[Sca-cooks] Coffee mill documentation needed

Lilinah lilinah at earthlink.net
Sun Jan 13 03:14:28 PST 2008


I don't know squat about SCA-period coffee grinders. Given that 
coffee are we know it (a beverage brewed of roasted coffee beans) 
doesn't show up until quite late in period (late 15th) and didn't 
make it to Constantinople until the mid-16th, any means of grinding 
the beans would be quite late in SCA-period.

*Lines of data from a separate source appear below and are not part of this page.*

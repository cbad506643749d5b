//! Application layer - use cases and orchestration.
//!
//! This layer contains the exporters, erasers and ownership rules, plus the
//! request orchestration and formatting used by the CLI.

pub mod eraser;
pub mod exporter;
pub mod fields;
pub mod fixtures;
pub mod formatter;
#[cfg(test)]
pub mod memory_store;
pub mod ownership;
pub mod registry;
pub mod request;

pub use exporter::Exporter;
pub use fixtures::{import_fixture, parse_fixture};
pub use formatter::{
    format_erase_results, format_json, format_page_markdown, format_registry_table,
    format_items_table, format_report_markdown, format_report_table, format_summary,
    OutputFormat,
};
pub use registry::{register_erasers, register_exporters};
pub use request::{run_erase_request, run_export_request};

I did live in Indonesia for several years in the late 1970s, a place 
where coffee is grown on many of the major islands - Sumatra, Java, 
Sulawesi, New Guinea, etc. - and where it is a very common beverage. 
I observed several families preparing coffee on Bali, Java, and 
Sumatra. First, they roasted the green beans in a kuwali, which is 
like a wok, over a fire - variously wood, charcoal, and kerosene. 
Then, in every case, the beat the beans in a moderately large mortar 
with a long pestle. This could take quite some time, and various 
female members of the family sat around chatting and taking turns 
until it was all pulverized as desired.

I am embarrassed to say i don't remember what the mortar and pestle 
were made of. The basic kitchen grinding tools are often of volcanic 
rock, but i don't recall if that is what the mortar and pestle were 
for the coffee. Probably, although wood is also a possibility.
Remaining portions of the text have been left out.